MILP Snakemake Scheduler Plugin

PyPI version License

A pip-installable scheduler plugin for Snakemake that uses a Mixed-Integer Linear Programming (MILP) scheduler for Snakemake to optimally analyze the jobs for heterogeneous compute resources.

  • milp: schedules only ready jobs via MILP.
  • milp-ext: schedules across all pending jobs using MILP + critical-path analysis.

Features

  • Resource-Aware Scheduling: Considers CPU cores, memory, GPU, custom resources, and I/O constraints.
  • Critical-Path Analysis: Optionally detect and prioritize the longest dependency chain.
  • Historical Estimation: Learns from past executions to refine runtime and I/O size predictions.
  • Multi-Objective Optimization: Balances makespan vs. energy consumption with configurable weights.
  • Graceful Fallbacks: Falls back to greedy or ILP strategies if MILP fails or times out.
  • Plugin Auto-Discovery: Integrates seamlessly via Snakemake entry points.

Installation

From PyPI

pip install milp-snakemake-scheduler

From Source

git clone https://github.com/AasishKumarSharma/milp_snakemake_scheduler.git
cd milp_snakemake_scheduler
pip install .

For development (including test dependencies):

pip install -e .[dev]

Quick Start

  1. Create a System Profile: system_profile.json describes your clusters/nodes.

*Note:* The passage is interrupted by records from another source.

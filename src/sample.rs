// Samples as produced by generators.
// A sample is a record with one value per slot; each value is a small tree of
// ints, floats and lists whose shape the slot header describes.

use crate::error::{ProviderError, Result};

// ============================================================================
// Value
// ============================================================================

/// One field of a sample, or one timestep / sub-sequence of that field.
#[derive(Debug, Clone, PartialEq)]
pub enum Value {
    Int(i64),
    Float(f64),
    List(Vec<Value>),
}

impl Value {
    /// Build a `[column, value]` element of a sparse-with-value slot.
    pub fn pair(column: i64, value: f64) -> Self {
        Value::List(vec![Value::Int(column), Value::Float(value)])
    }

    pub fn as_list(&self) -> Result<&[Value]> {
        match self {
            Value::List(items) => Ok(items),
            other => Err(ProviderError::protocol(format!(
                "expected a sequence, got {}",
                other.describe()
            ))),
        }
    }

    /// Numeric cell. Ints are accepted, lists are not.
    pub fn as_f64(&self) -> Result<f64> {
        match self {
            Value::Int(v) => Ok(*v as f64),
            Value::Float(v) => Ok(*v),
            Value::List(_) => Err(ProviderError::protocol(format!(
                "expected a number, got {}",
                self.describe()
            ))),
        }
    }

    /// Integer cell that fits the engine's 32-bit index type. Floats are never
    /// truncated into indices.
    pub fn as_index(&self) -> Result<i32> {
        match self {
            Value::Int(v) => i32::try_from(*v).map_err(|_| {
                ProviderError::protocol(format!("integer {} does not fit a 32-bit index", v))
            }),
            other => Err(ProviderError::protocol(format!(
                "expected an integer, got {}",
                other.describe()
            ))),
        }
    }

    /// Number of elements if this is a list.
    pub fn list_len(&self) -> Result<usize> {
        self.as_list().map(<[Value]>::len)
    }

    fn describe(&self) -> String {
        match self {
            Value::Int(v) => format!("int {}", v),
            Value::Float(v) => format!("float {}", v),
            Value::List(items) => format!("list of {} elements", items.len()),
        }
    }
}

impl From<i64> for Value {
    fn from(v: i64) -> Self {
        Value::Int(v)
    }
}

impl From<i32> for Value {
    fn from(v: i32) -> Self {
        Value::Int(v as i64)
    }
}

impl From<f64> for Value {
    fn from(v: f64) -> Self {
        Value::Float(v)
    }
}

impl From<f32> for Value {
    fn from(v: f32) -> Self {
        Value::Float(v as f64)
    }
}

impl<T: Into<Value>> From<Vec<T>> for Value {
    fn from(items: Vec<T>) -> Self {
        Value::List(items.into_iter().map(Into::into).collect())
    }
}

// ============================================================================
// Sample
// ============================================================================

/// A full record: field `i` feeds slot `i`.
#[derive(Debug, Clone, PartialEq, Default)]
pub struct Sample {
    fields: Vec<Value>,
}

impl Sample {
    pub fn new(fields: Vec<Value>) -> Self {
        Self { fields }
    }

    /// Chain-friendly field append: `Sample::default().with(vec![1, 2]).with(3)`.
    pub fn with(mut self, field: impl Into<Value>) -> Self {
        self.fields.push(field.into());
        self
    }

    pub fn field(&self, slot: usize) -> Result<&Value> {
        self.fields.get(slot).ok_or_else(|| {
            ProviderError::protocol(format!(
                "sample has {} fields, slot {} is missing",
                self.fields.len(),
                slot
            ))
        })
    }

    pub fn num_fields(&self) -> usize {
        self.fields.len()
    }

    pub fn fields(&self) -> &[Value] {
        &self.fields
    }
}

/// A sample together with the batch weight computed when it was pulled.
#[derive(Debug, Clone)]
pub struct PooledSample {
    pub sample: Sample,
    pub weight: usize,
}

impl PooledSample {
    pub fn new(sample: Sample, weight: usize) -> Self {
        Self { sample, weight }
    }
}

#[cfg(test)]
mod tests {
    use super::*;

    #[test]
    fn test_numeric_coercion_rules() {
        assert_eq!(Value::Int(3).as_f64().unwrap(), 3.0);
        assert_eq!(Value::Float(2.5).as_f64().unwrap(), 2.5);
        assert!(Value::from(vec![1.0]).as_f64().is_err());

        assert_eq!(Value::Int(-7).as_index().unwrap(), -7);
        assert!(Value::Float(2.0).as_index().is_err());
        assert!(Value::Int(i64::from(i32::MAX) + 1).as_index().is_err());
    }

    #[test]
    fn test_sample_fields() {
        let sample = Sample::default()
            .with(vec![1.0, 2.0, 3.0])
            .with(4)
            .with(vec![Value::pair(1, 0.5)]);

        assert_eq!(sample.num_fields(), 3);
        assert_eq!(sample.field(0).unwrap().list_len().unwrap(), 3);
        assert_eq!(sample.field(1).unwrap().as_index().unwrap(), 4);
        assert!(sample.field(3).is_err());

        let pair = &sample.field(2).unwrap().as_list().unwrap()[0];
        assert_eq!(pair, &Value::List(vec![Value::Int(1), Value::Float(0.5)]));
    }
}
//! Streaming sample provider for training loops.
//!
//! User generators yield samples from a list of files. A background loader
//! pulls them into a weight-bounded pool, and the consumer draws batches from it
//! and encodes them slot by slot into dense, sparse, index or sequence buffers.

pub mod assembler;
pub mod batch;
pub mod cache;
pub mod config;
pub mod error;
pub mod generator;
pub mod loader;
pub mod pool;
pub mod provider;
pub mod sample;
pub mod scanner;
pub mod slot;

#[cfg(feature = "python")]
pub mod python;

pub use assembler::BatchAssembler;
pub use batch::{Argument, Batch, BatchTransfer, DenseMatrix, SlotMatrix, SparseMatrix};
pub use cache::{CacheKind, CacheStrategy};
pub use config::{GeneratorErrorMode, ProviderConfig, load_file_list};
pub use error::{ProviderError, Result};
pub use generator::{GeneratorFactory, GeneratorSet, IndexSampler, Pull, SampleGenerator, Weigher};
pub use pool::{CancellationToken, SamplePool};
pub use provider::DataProvider;
pub use sample::{PooledSample, Sample, Value};
pub use scanner::FieldScanner;
pub use slot::{SeqType, SlotHeader, SlotType};

#[cfg(feature = "python")]
#[pyo3::pymodule]
fn slotfeed(m: &pyo3::Bound<'_, pyo3::types::PyModule>) -> pyo3::PyResult<()> {
    use pyo3::types::PyModuleMethods;

    m.add_class::<python::PyDataProvider>()?;
    Ok(())
}
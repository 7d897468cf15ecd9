//! Field scanners: per-slot encoders that turn a batch of samples into the
//! flat buffers of one [`Argument`].
//!
//! Every scanner runs in two passes over the same samples:
//!
//! 1. `start_prepare` / `prepare` / `finish_prepare` measures exactly how much
//!    storage the slot needs (rows, non-zeros, sequence offsets) and allocates
//!    it once, at `finish_prepare`.
//! 2. `start_fill` / `fill` / `finish_fill` walks the samples again and writes
//!    into the buffers at the offsets measured in pass 1.
//!
//! Sequence framing is a wrapper: a `Sequence` scanner takes one outer value
//! (itself a list), records its span in an offset array, and hands each inner
//! item to the wrapped scanner. Sub-sequences are two wrappers deep.

use crate::batch::{Argument, DenseMatrix, SlotMatrix, SparseMatrix};
use crate::error::{ProviderError, Result};
use crate::sample::Value;
use crate::slot::{SeqType, SlotHeader, SlotType};

fn offset(n: usize) -> Result<i32> {
    i32::try_from(n)
        .map_err(|_| ProviderError::protocol(format!("offset {} overflows a 32-bit index", n)))
}

/// Next entry of a cumulative offset array.
fn advance(start: i32, len: usize) -> Result<i32> {
    start.checked_add(offset(len)?).ok_or_else(|| {
        ProviderError::protocol(format!("offset {} + {} overflows a 32-bit index", start, len))
    })
}

fn unprepared(what: &str) -> ProviderError {
    ProviderError::protocol(format!("{} written before it was prepared", what))
}

// ============================================================================
// Dense
// ============================================================================

#[derive(Debug)]
pub struct DenseScanner {
    dim: usize,
    height: usize,
}

impl DenseScanner {
    fn prepare(&mut self, value: &Value) -> Result<()> {
        let len = value.list_len()?;
        if len != self.dim {
            return Err(ProviderError::protocol(format!(
                "dense element has {} values, slot dimension is {}",
                len, self.dim
            )));
        }
        self.height += 1;
        Ok(())
    }

    fn finish_prepare(&mut self, argument: &mut Argument) {
        argument.value = Some(SlotMatrix::Dense(DenseMatrix::zeros(self.height, self.dim)));
        self.height = 0;
    }

    fn fill(&mut self, argument: &mut Argument, value: &Value) -> Result<()> {
        let matrix = argument.dense_mut().ok_or_else(|| unprepared("dense matrix"))?;
        if self.height >= matrix.rows {
            return Err(unprepared("dense row"));
        }
        let items = value.as_list()?;
        let row = &mut matrix.data[self.height * self.dim..(self.height + 1) * self.dim];
        for (cell, item) in row.iter_mut().zip(items) {
            *cell = item.as_f64()? as f32;
        }
        self.height += 1;
        Ok(())
    }
}

// ============================================================================
// Index
// ============================================================================

#[derive(Debug)]
pub struct IndexScanner {
    count: usize,
}

impl IndexScanner {
    fn finish_prepare(&mut self, argument: &mut Argument) {
        argument.ids = Some(vec![0; self.count]);
        self.count = 0;
    }

    fn fill(&mut self, argument: &mut Argument, value: &Value) -> Result<()> {
        let ids = argument.ids.as_mut().ok_or_else(|| unprepared("index vector"))?;
        let slot = ids.get_mut(self.count).ok_or_else(|| unprepared("index"))?;
        *slot = value.as_index()?;
        self.count += 1;
        Ok(())
    }
}

// ============================================================================
// Sparse (shared by the no-value and with-value variants)
// ============================================================================

#[derive(Debug)]
pub struct SparseScanner {
    dim: usize,
    height: usize,
    nnz: usize,
}

impl SparseScanner {
    fn prepare(&mut self, value: &Value) -> Result<()> {
        self.height += 1;
        self.nnz += value.list_len()?;
        Ok(())
    }

    fn finish_prepare(&mut self, argument: &mut Argument, with_values: bool) {
        argument.value = Some(SlotMatrix::Sparse(SparseMatrix::with_shape(
            self.height,
            self.dim,
            self.nnz,
            with_values,
        )));
    }

    fn start_fill(&mut self, argument: &mut Argument) -> Result<()> {
        let matrix = argument.sparse_mut().ok_or_else(|| unprepared("sparse matrix"))?;
        matrix.rows[0] = 0;
        self.nnz = 0;
        self.height = 1;
        Ok(())
    }

    fn fill(&mut self, argument: &mut Argument, value: &Value, with_values: bool) -> Result<()> {
        let items = value.as_list()?;
        let dim = self.dim;
        let matrix = argument.sparse_mut().ok_or_else(|| unprepared("sparse matrix"))?;
        if self.height >= matrix.rows.len() || self.nnz + items.len() > matrix.cols.len() {
            return Err(unprepared("sparse row"));
        }
        matrix.rows[self.height] = advance(matrix.rows[self.height - 1], items.len())?;

        for item in items {
            let (column, cell) = if with_values {
                let pair = item.as_list()?;
                let [column, cell] = pair else {
                    return Err(ProviderError::protocol(format!(
                        "sparse value element must be a [column, value] pair, got {} elements",
                        pair.len()
                    )));
                };
                (column.as_index()?, Some(cell.as_f64()? as f32))
            } else {
                (item.as_index()?, None)
            };

            if column < 0 || column as usize >= dim {
                return Err(ProviderError::protocol(format!(
                    "sparse column {} outside [0, {})",
                    column, dim
                )));
            }
            matrix.cols[self.nnz] = column;
            if let (Some(values), Some(cell)) = (matrix.values.as_mut(), cell) {
                values[self.nnz] = cell;
            }
            self.nnz += 1;
        }
        self.height += 1;
        Ok(())
    }
}

// ============================================================================
// Sequence wrapper
// ============================================================================

/// Which offset array a sequence wrapper owns.
#[derive(Debug, Clone, Copy, PartialEq, Eq)]
pub enum SeqLevel {
    Sequence,
    SubSequence,
}

#[derive(Debug)]
pub struct SequenceScanner {
    level: SeqLevel,
    inner: FieldScanner,
    count: usize,
}

impl SequenceScanner {
    fn positions<'a>(&self, argument: &'a mut Argument) -> &'a mut Option<Vec<i32>> {
        match self.level {
            SeqLevel::Sequence => &mut argument.sequence_start_positions,
            SeqLevel::SubSequence => &mut argument.sub_sequence_start_positions,
        }
    }

    fn prepare(&mut self, argument: &mut Argument, value: &Value) -> Result<()> {
        self.count += 1;
        for item in value.as_list()? {
            self.inner.prepare(argument, item)?;
        }
        Ok(())
    }

    fn finish_prepare(&mut self, argument: &mut Argument) {
        *self.positions(argument) = Some(vec![0; self.count + 1]);
        self.inner.finish_prepare(argument);
    }

    fn start_fill(&mut self, argument: &mut Argument) -> Result<()> {
        let positions = self
            .positions(argument)
            .as_mut()
            .ok_or_else(|| unprepared("sequence offsets"))?;
        positions[0] = 0;
        self.count = 1;
        self.inner.start_fill(argument)
    }

    fn fill(&mut self, argument: &mut Argument, value: &Value) -> Result<()> {
        let span = sequence_span(&self.inner, value)?;
        let count = self.count;
        let positions = self
            .positions(argument)
            .as_mut()
            .ok_or_else(|| unprepared("sequence offsets"))?;
        if count >= positions.len() {
            return Err(unprepared("sequence offset"));
        }
        positions[count] = advance(positions[count - 1], span)?;
        self.count += 1;

        for item in value.as_list()? {
            self.inner.fill(argument, item)?;
        }
        Ok(())
    }
}

/// Number of innermost elements under one outer value of a sequence whose
/// wrapped scanner is `inner`. Nested sequences are summed through; anything
/// else counts its direct items.
fn sequence_span(inner: &FieldScanner, value: &Value) -> Result<usize> {
    let items = value.as_list()?;
    match inner {
        FieldScanner::Sequence(nested) => items
            .iter()
            .try_fold(0, |total, item| Ok(total + sequence_span(&nested.inner, item)?)),
        _ => Ok(items.len()),
    }
}

// ============================================================================
// FieldScanner
// ============================================================================

/// Closed set of scanner variants. Dispatch is a plain `match`.
#[derive(Debug)]
pub enum FieldScanner {
    Dense(DenseScanner),
    IndexOnly(IndexScanner),
    SparseNoValue(SparseScanner),
    SparseWithValue(SparseScanner),
    Sequence(Box<SequenceScanner>),
}

impl FieldScanner {
    /// Build the scanner for a slot: the base variant from the slot type,
    /// wrapped once for sequences and twice (sub-sequence inside sequence)
    /// for sub-sequences.
    pub fn create(header: &SlotHeader) -> Self {
        let dim = header.dim;
        let base = match header.slot_type {
            SlotType::Dense => FieldScanner::Dense(DenseScanner { dim, height: 0 }),
            SlotType::IndexOnly => FieldScanner::IndexOnly(IndexScanner { count: 0 }),
            SlotType::SparseNoValue => FieldScanner::SparseNoValue(SparseScanner {
                dim,
                height: 0,
                nnz: 0,
            }),
            SlotType::SparseWithValue => FieldScanner::SparseWithValue(SparseScanner {
                dim,
                height: 0,
                nnz: 0,
            }),
        };

        match header.seq_type {
            SeqType::None => base,
            SeqType::Sequence => base.wrap(SeqLevel::Sequence),
            SeqType::SubSequence => base
                .wrap(SeqLevel::SubSequence)
                .wrap(SeqLevel::Sequence),
        }
    }

    fn wrap(self, level: SeqLevel) -> Self {
        FieldScanner::Sequence(Box::new(SequenceScanner {
            level,
            inner: self,
            count: 0,
        }))
    }

    pub fn start_prepare(&mut self, argument: &mut Argument) {
        match self {
            FieldScanner::Dense(s) => s.height = 0,
            FieldScanner::IndexOnly(s) => s.count = 0,
            FieldScanner::SparseNoValue(s) | FieldScanner::SparseWithValue(s) => {
                s.height = 0;
                s.nnz = 0;
            }
            FieldScanner::Sequence(s) => {
                s.count = 0;
                s.inner.start_prepare(argument);
            }
        }
    }

    /// Measure one value. For wrapped scanners `value` is an outer sequence;
    /// for base scanners it is a single element.
    pub fn prepare(&mut self, argument: &mut Argument, value: &Value) -> Result<()> {
        match self {
            FieldScanner::Dense(s) => s.prepare(value),
            FieldScanner::IndexOnly(s) => {
                s.count += 1;
                Ok(())
            }
            FieldScanner::SparseNoValue(s) | FieldScanner::SparseWithValue(s) => s.prepare(value),
            FieldScanner::Sequence(s) => s.prepare(argument, value),
        }
    }

    /// Allocate the measured buffers.
    pub fn finish_prepare(&mut self, argument: &mut Argument) {
        match self {
            FieldScanner::Dense(s) => s.finish_prepare(argument),
            FieldScanner::IndexOnly(s) => s.finish_prepare(argument),
            FieldScanner::SparseNoValue(s) => s.finish_prepare(argument, false),
            FieldScanner::SparseWithValue(s) => s.finish_prepare(argument, true),
            FieldScanner::Sequence(s) => s.finish_prepare(argument),
        }
    }

    pub fn start_fill(&mut self, argument: &mut Argument) -> Result<()> {
        match self {
            FieldScanner::Dense(_) | FieldScanner::IndexOnly(_) => Ok(()),
            FieldScanner::SparseNoValue(s) | FieldScanner::SparseWithValue(s) => {
                s.start_fill(argument)
            }
            FieldScanner::Sequence(s) => s.start_fill(argument),
        }
    }

    pub fn fill(&mut self, argument: &mut Argument, value: &Value) -> Result<()> {
        match self {
            FieldScanner::Dense(s) => s.fill(argument, value),
            FieldScanner::IndexOnly(s) => s.fill(argument, value),
            FieldScanner::SparseNoValue(s) => s.fill(argument, value, false),
            FieldScanner::SparseWithValue(s) => s.fill(argument, value, true),
            FieldScanner::Sequence(s) => s.fill(argument, value),
        }
    }

    pub fn finish_fill(&mut self, argument: &mut Argument) {
        if let FieldScanner::Sequence(s) = self {
            s.inner.finish_fill(argument);
        }
    }
}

  2. (Optional) Customize: scheduler_config.yaml to adjust estimation, objectives, and fallbacks.

  3. Run Snakemake:

    3.1. Run in MILP-only mode for ready jobs:

    snakemake --scheduler milp \
              --cores 8 \
              --scheduler-config scheduler_config.yaml \
              --system-profile system_profile.json \
              --jobs 16
    

    3.2. Run in Extended MILP mode with critical-path for a ready jobs in a workflow:

    snakemake --scheduler milp-ext \
              --cores 8 \
              --scheduler-config scheduler_config.yaml \
              --system-profile system_profile.json \
              --jobs 16
    
  4. Dry-Run:

    snakemake --scheduler milp -n --cores 8 --scheduler-config scheduler_config.yaml --system-profile system_profile.json
    

Configuration

system_profile.json

Defines compute clusters and nodes. Example:

{
  "clusters": {
    "local": {
      "nodes": {
        "default": {
          "resources": {"cores": 8, "memory_mb": 32768, "gpu_count": 0},
          "features": ["cpu", "x86_64", "avx2"],
          "properties": {"cpu_flops": 1e11, "memory_bandwidth_mbps": 25600}
        }
      }
    },
    "gpu_cluster": { ... },
    "high_memory": { ... }
  }
}

scheduler_config.yaml

Controls scheduler behavior. Example:

scheduler:
  type: milp
  paths:
    system_profile: system_profile.json
  estimation:
    auto_estimate_file_sizes: true
    history:
      enabled: true
      adaptation_weight: 0.7
  optimization:
    objective_weights:
      makespan: 0.8
      energy: 0.2
    time_limit_seconds: 30
    fallback: greedy

Key options:

  • estimation.auto_estimate_file_sizes: infer I/O if not provided.
  • optimization.time_limit_seconds: MILP solver cutoff.
  • optimization.fallback: greedy or ilp on failure.

Example Snakefile

See example_snakefile.py in this repo. A minimal snippet:

configfile: "scheduler_config.yaml"

rule all:
    input: "results/output.txt"

rule demo:
    output: "results/output.txt"
    threads: 2
    resources:
        mem_mb=1024,
        runtime=5
    params:
        job_specification={
            "features": ["cpu"],
            "resources": {"input_size_mb": 10, "output_size_mb": 5},
            "properties": {"cpu_flops": 1e9}
        }
    shell:
        "echo Hello > {output}"

Testing

Run tests with:

pytest tests/

Include additional tests in tests/ following the existing patterns.


Packaging & Publishing

  • Bump version in setup.py.
  • Tag a release:
git tag v0.1.0
git push --tags
  • Build and upload:
python3 -m build
twine upload dist/*

Contributing

  1. Fork and clone the repo
  2. Create a branch: git checkout -b feature/new-flag
  3. Implement changes and add tests
  4. Ensure all tests pass: pytest
  5. Submit a pull request

Please follow Conventional Commits for commit messages.


License

This project is licensed under the MIT License.

Project details


Download files

Download the file for your platform. If you're not sure which to choose, learn more about installing packages.

Source Distribution

milp_snakemake_scheduler-0.1.1.tar.gz (20.3 kB view details)

Uploaded Source

Built Distribution

If you're not sure about the file name format, learn more about wheel file names.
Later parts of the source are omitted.